The task → Would you write out, word for word, each line of the records below from the top through the one holding "const DEFAULT_COUNT: usize = 5;"?

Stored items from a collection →
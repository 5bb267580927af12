use rand::seq::SliceRandom;
use rand::Rng;

use crate::trends::catalog::SOUNDS;
use crate::trends::{new_id, ContentFormat, ContentIdea};

pub const HASHTAG_POOL: &[&str] = &[
    "#fyp",
    "#foryou",
    "#viral",
    "#trending",
    "#tiktok",
    "#explore",
    "#creator",
    "#contentcreator",
];

const MAX_HASHTAGS: usize = 5;
const SOUNDS_PER_IDEA: usize = 2;
const DEFAULT_COUNT: usize = 5;

fn templates(niche: &str) -> &'static [&'static str] {
    match niche.trim().to_lowercase().as_str() {
        "food" => &[
            "5-minute dinner anyone can make",
            "Rating viral food hacks",
            "What I eat in a day on a budget",
            "Street food you have to try",
            "One pan, three meals",
        ],
        "fitness" => &[
            "10-minute no-equipment workout",
            "Form mistakes everyone makes",
            "My morning mobility routine",
            "Trying a pro athlete's training day",
            "Gym myths debunked",
        ],
        "fashion" => &[
            "One piece styled five ways",
            "Thrift flip transformation",
            "Outfit formulas for every occasion",
            "Rating trending fits",
            "Capsule wardrobe essentials",
        ],
        "comedy" => &[
            "When your group chat goes silent",
            "Types of people at the grocery store",
            "POV: your first day at a new job",
            "Acting out my notifications",
            "Things nobody says out loud",
        ],
        "tech" => &[
            "Apps you didn't know you needed",
            "Desk setup tour",
            "Phone settings to change right now",
            "Testing viral gadgets",
            "Explaining tech news in 60 seconds",
        ],
        "travel" => &[
            "Hidden spots locals love",
            "Packing hacks for carry-on only",
            "How much this trip really cost",
            "24 hours in a new city",
            "Travel mistakes to avoid",
        ],
        _ => &[
            "Behind the scenes of my day",
            "Answering your most asked question",
            "Three things I wish I knew sooner",
            "Trying a trend for the first time",
            "Storytime: the day everything changed",
        ],
    }
}

/// Heuristic content ideas for a creator in `niche`.
///
/// Titles walk the niche's template list in order and wrap around once
/// `count` exceeds it.
pub fn generate_content_ideas<R: Rng + ?Sized>(
    rng: &mut R,
    user_type: Option<&str>,
    niche: Option<&str>,
    count: Option<usize>,
) -> Vec<ContentIdea> {
    let user_type = non_empty(user_type).unwrap_or("creator");
    let niche = non_empty(niche).unwrap_or("general");
    let count = count.unwrap_or(DEFAULT_COUNT);
    let titles = templates(niche);

    (0..count)
        .map(|index| {
            let format = *ContentFormat::ALL.choose(rng).unwrap_or(&ContentFormat::Short);
            let title = titles[index % titles.len()].to_string();
            let suggested_sounds = if format.has_sound() {
                Some(sample_unique(rng, SOUNDS, SOUNDS_PER_IDEA))
            } else {
                None
            };

            ContentIdea {
                id: new_id(rng, "idea"),
                description: format!(
                    "A {} post for {}s in the {} niche: {}",
                    format.as_str(),
                    user_type,
                    niche,
                    title.to_lowercase()
                ),
                title,
                format,
                suggested_hashtags: sample_unique(rng, HASHTAG_POOL, MAX_HASHTAGS),
                suggested_sounds,
                estimated_views: format.estimated_views(),
                relevance: rng.gen_range(8..=10),
            }
        })
        .collect()
}

/// Draws `draws` entries with replacement and keeps the first occurrence of
/// each, so the result can be shorter than `draws`.
fn sample_unique<R: Rng + ?Sized>(rng: &mut R, pool: &[&str], draws: usize) -> Vec<String> {
    let mut picked: Vec<String> = Vec::with_capacity(draws);
    for _ in 0..draws {
        if let Some(value) = pool.choose(rng) {
            if !picked.iter().any(|existing| existing == value) {
                picked.push(value.to_string());
            }
        }
    }
    picked
}

fn non_empty(value: Option<&str>) -> Option<&str> {
    value.map(str::trim).filter(|value| !value.is_empty())
}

Response to this task →
repository 5bb267580927af12
use rand::seq::SliceRandom;
use rand::Rng;

use crate::trends::catalog::SOUNDS;
use crate::trends::{new_id, ContentFormat, ContentIdea};

pub const HASHTAG_POOL: &[&str] = &[
    "#fyp",
    "#foryou",
    "#viral",
    "#trending",
    "#tiktok",
    "#explore",
    "#creator",
    "#contentcreator",
];

const MAX_HASHTAGS: usize = 5;
const SOUNDS_PER_IDEA: usize = 2;
const DEFAULT_COUNT: usize = 5;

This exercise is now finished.